Provide a verbatim copy of the data below.

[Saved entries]
* * * *
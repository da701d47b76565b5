mod authentication;
mod cache;
mod config;
mod data_formats;
mod db_helpers;
mod errors;
mod handlers;
mod models;
mod pagination;

use anyhow::Context;
pub use anyhow::Result;
use axum::http::StatusCode;
use axum::{routing::*, Extension, Json, Router};
pub use cache::FragmentCache;
pub use crate::config::AppConfig;
pub use data_formats::*;
pub use db_helpers::init_db;
pub use errors::{RequestErrorJsonWrapper, LOGIN_URL};
use handlers::*;
pub use pagination::Page;
use sqlx::SqlitePool;
use std::{
    net::{SocketAddr, TcpListener},
    sync::Arc,
};
pub type JsonResponse<T> = (StatusCode, Json<T>);

/// Shared by every request through an `Extension` layer.
#[derive(Debug)]
pub struct AppState {
    pub db: SqlitePool,
    pub config: AppConfig,
    pub cache: FragmentCache,
}

impl AppState {
    pub fn new(db: SqlitePool, config: AppConfig) -> Self {
        let cache = FragmentCache::new(config.index_cache_ttl);
        Self { db, config, cache }
    }
}

pub async fn run_app(app: Router, config: AppConfig) -> Result<()> {
    let db = init_db(&config.database_url).await?;
    let address = config.server_addr;
    let app = with_state(app, AppState::new(db, config));
    tracing::info!(%address, "listening");
    axum::Server::bind(&address)
        .serve(app.into_make_service())
        .await
        .context("Server stopped with an error")?;
    Ok(())
}

pub fn with_state(app: Router, state: AppState) -> Router {
    app.layer(Extension(Arc::new(state)))
}

pub fn get_random_free_port() -> (u16, SocketAddr) {
    let listener = TcpListener::bind("localhost:0").expect("Could not bind a free port");
    match listener.local_addr() {
        Ok(addr) => (addr.port(), addr),
        Err(_) => panic!("Could not get a free port"),
    }
}

pub fn make_router() -> Router {
    Router::new()
        .route("/check_health", get(alive))
        .route("/auth/signup/", post(register_user))
        .route("/auth/login/", get(login_page).post(login_user))
        .route("/", get(index))
        .route("/follow/", get(follow_index))
        .route("/new/", get(new_post_form).post(new_post))
        .route("/group/new/", get(group_create_form).post(group_create))
        .route("/group/:slug/", get(group_posts))
        .route("/:username/", get(profile))
        .route("/:username/follow/", get(profile_follow))
        .route("/:username/unfollow/", get(profile_unfollow))
        .route("/:username/:post_id/", get(post_view))
        .route("/:username/:post_id/edit/", get(post_edit_form).post(post_edit))
        .route("/:username/:post_id/comment", post(add_comment))
        .fallback(not_found)
}
use serde::{Deserialize, Serialize};

/// The `?page=` query parameter. Kept as a raw string so that garbage values
/// fall back to the first page instead of rejecting the request.
#[derive(Deserialize, Serialize, Debug, Default, Clone)]
pub struct PageQuery {
    #[serde(default)]
    pub page: Option<String>,
}

impl PageQuery {
    pub fn requested(&self) -> i64 {
        self.page
            .as_deref()
            .and_then(|page| page.trim().parse::<i64>().ok())
            .unwrap_or(1)
    }
}

/// Resolved position of one page inside a feed of `count` rows.
#[derive(Debug, Clone, Copy, PartialEq, Eq)]
pub struct PageWindow {
    pub number: i64,
    pub num_pages: i64,
    pub per_page: i64,
    pub count: i64,
}

impl PageWindow {
    /// Clamps `requested` into `1..=num_pages`. An empty feed still has one page.
    pub fn resolve(requested: i64, per_page: i64, count: i64) -> Self {
        let per_page = per_page.max(1);
        let count = count.max(0);
        let num_pages = ((count + per_page - 1) / per_page).max(1);
        let number = requested.clamp(1, num_pages);
        Self {
            number,
            num_pages,
            per_page,
            count,
        }
    }

    pub fn limit(&self) -> i64 {
        self.per_page
    }

    pub fn offset(&self) -> i64 {
        (self.number - 1) * self.per_page
    }

    pub fn has_next(&self) -> bool {
        self.number < self.num_pages
    }

    pub fn has_previous(&self) -> bool {
        self.number > 1
    }
}

#[derive(Serialize, Deserialize, Debug, Clone)]
pub struct Page<T> {
    pub object_list: Vec<T>,
    pub number: i64,
    pub num_pages: i64,
    pub count: i64,
    pub has_next: bool,
    pub has_previous: bool,
}

impl<T> Page<T> {
    pub fn new(object_list: Vec<T>, window: PageWindow) -> Self {
        Self {
            object_list,
            number: window.number,
            num_pages: window.num_pages,
            count: window.count,
            has_next: window.has_next(),
            has_previous: window.has_previous(),
        }
    }

    pub fn map<U>(self, f: impl FnMut(T) -> U) -> Page<U> {
        Page {
            object_list: self.object_list.into_iter().map(f).collect(),
            number: self.number,
            num_pages: self.num_pages,
            count: self.count,
            has_next: self.has_next,
            has_previous: self.has_previous,
        }
    }
}
pub mod human;

pub use human::HumanMode;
* * * *
| Answer to this task |
repository da701d47b76565b5
mod authentication;
mod cache;
mod config;
mod data_formats;
mod db_helpers;
mod errors;
mod handlers;
mod models;
mod pagination;

use anyhow::Context;
pub use anyhow::Result;
use axum::http::StatusCode;
use axum::{routing::*, Extension, Json, Router};
pub use cache::FragmentCache;
pub use crate::config::AppConfig;
pub use data_formats::*;
pub use db_helpers::init_db;
pub use errors::{RequestErrorJsonWrapper, LOGIN_URL};
use handlers::*;
pub use pagination::Page;
use sqlx::SqlitePool;
use std::{
    net::{SocketAddr, TcpListener},
    sync::Arc,
};
pub type JsonResponse<T> = (StatusCode, Json<T>);

/// Shared by every request through an `Extension` layer.
#[derive(Debug)]
pub struct AppState {
    pub db: SqlitePool,
    pub config: AppConfig,
    pub cache: FragmentCache,
}

impl AppState {
    pub fn new(db: SqlitePool, config: AppConfig) -> Self {
        let cache = FragmentCache::new(config.index_cache_ttl);
        Self { db, config, cache }
    }
}

pub async fn run_app(app: Router, config: AppConfig) -> Result<()> {
    let db = init_db(&config.database_url).await?;
    let address = config.server_addr;
    let app = with_state(app, AppState::new(db, config));
    tracing::info!(%address, "listening");
    axum::Server::bind(&address)
        .serve(app.into_make_service())
        .await
        .context("Server stopped with an error")?;
    Ok(())
}

pub fn with_state(app: Router, state: AppState) -> Router {
    app.layer(Extension(Arc::new(state)))
}

pub fn get_random_free_port() -> (u16, SocketAddr) {
    let listener = TcpListener::bind("localhost:0").expect("Could not bind a free port");
    match listener.local_addr() {
        Ok(addr) => (addr.port(), addr),
        Err(_) => panic!("Could not get a free port"),
    }
}

pub fn make_router() -> Router {
    Router::new()
        .route("/check_health", get(alive))
        .route("/auth/signup/", post(register_user))
        .route("/auth/login/", get(login_page).post(login_user))
        .route("/", get(index))
        .route("/follow/", get(follow_index))
        .route("/new/", get(new_post_form).post(new_post))
        .route("/group/new/", get(group_create_form).post(group_create))
        .route("/group/:slug/", get(group_posts))
        .route("/:username/", get(profile))
        .route("/:username/follow/", get(profile_follow))
        .route("/:username/unfollow/", get(profile_unfollow))
        .route("/:username/:post_id/", get(post_view))
        .route("/:username/:post_id/edit/", get(post_edit_form).post(post_edit))
        .route("/:username/:post_id/comment", post(add_comment))
        .fallback(not_found)
}
use serde::{Deserialize, Serialize};

/// The `?page=` query parameter. Kept as a raw string so that garbage values
/// fall back to the first page instead of rejecting the request.
#[derive(Deserialize, Serialize, Debug, Default, Clone)]
pub struct PageQuery {
    #[serde(default)]
    pub page: Option<String>,
}

impl PageQuery {
    pub fn requested(&self) -> i64 {
        self.page
            .as_deref()
            .and_then(|page| page.trim().parse::<i64>().ok())
            .unwrap_or(1)
    }
}

/// Resolved position of one page inside a feed of `count` rows.
#[derive(Debug, Clone, Copy, PartialEq, Eq)]
pub struct PageWindow {
    pub number: i64,
    pub num_pages: i64,
    pub per_page: i64,
    pub count: i64,
}

impl PageWindow {
    /// Clamps `requested` into `1..=num_pages`. An empty feed still has one page.
    pub fn resolve(requested: i64, per_page: i64, count: i64) -> Self {
        let per_page = per_page.max(1);
        let count = count.max(0);
        let num_pages = ((count + per_page - 1) / per_page).max(1);
        let number = requested.clamp(1, num_pages);
        Self {
            number,
            num_pages,
            per_page,
            count,
        }
    }

    pub fn limit(&self) -> i64 {
        self.per_page
    }

    pub fn offset(&self) -> i64 {
        (self.number - 1) * self.per_page
    }

    pub fn has_next(&self) -> bool {
        self.number < self.num_pages
    }

    pub fn has_previous(&self) -> bool {
        self.number > 1
    }
}

#[derive(Serialize, Deserialize, Debug, Clone)]
pub struct Page<T> {
    pub object_list: Vec<T>,
    pub number: i64,
    pub num_pages: i64,
    pub count: i64,
    pub has_next: bool,
    pub has_previous: bool,
}

impl<T> Page<T> {
    pub fn new(object_list: Vec<T>, window: PageWindow) -> Self {
        Self {
            object_list,
            number: window.number,
            num_pages: window.num_pages,
            count: window.count,
            has_next: window.has_next(),
            has_previous: window.has_previous(),
        }
    }

    pub fn map<U>(self, f: impl FnMut(T) -> U) -> Page<U> {
        Page {
            object_list: self.object_list.into_iter().map(f).collect(),
            number: self.number,
            num_pages: self.num_pages,
            count: self.count,
            has_next: self.has_next,
            has_previous: self.has_previous,
        }
    }
}
pub mod human;

pub use human::HumanMode;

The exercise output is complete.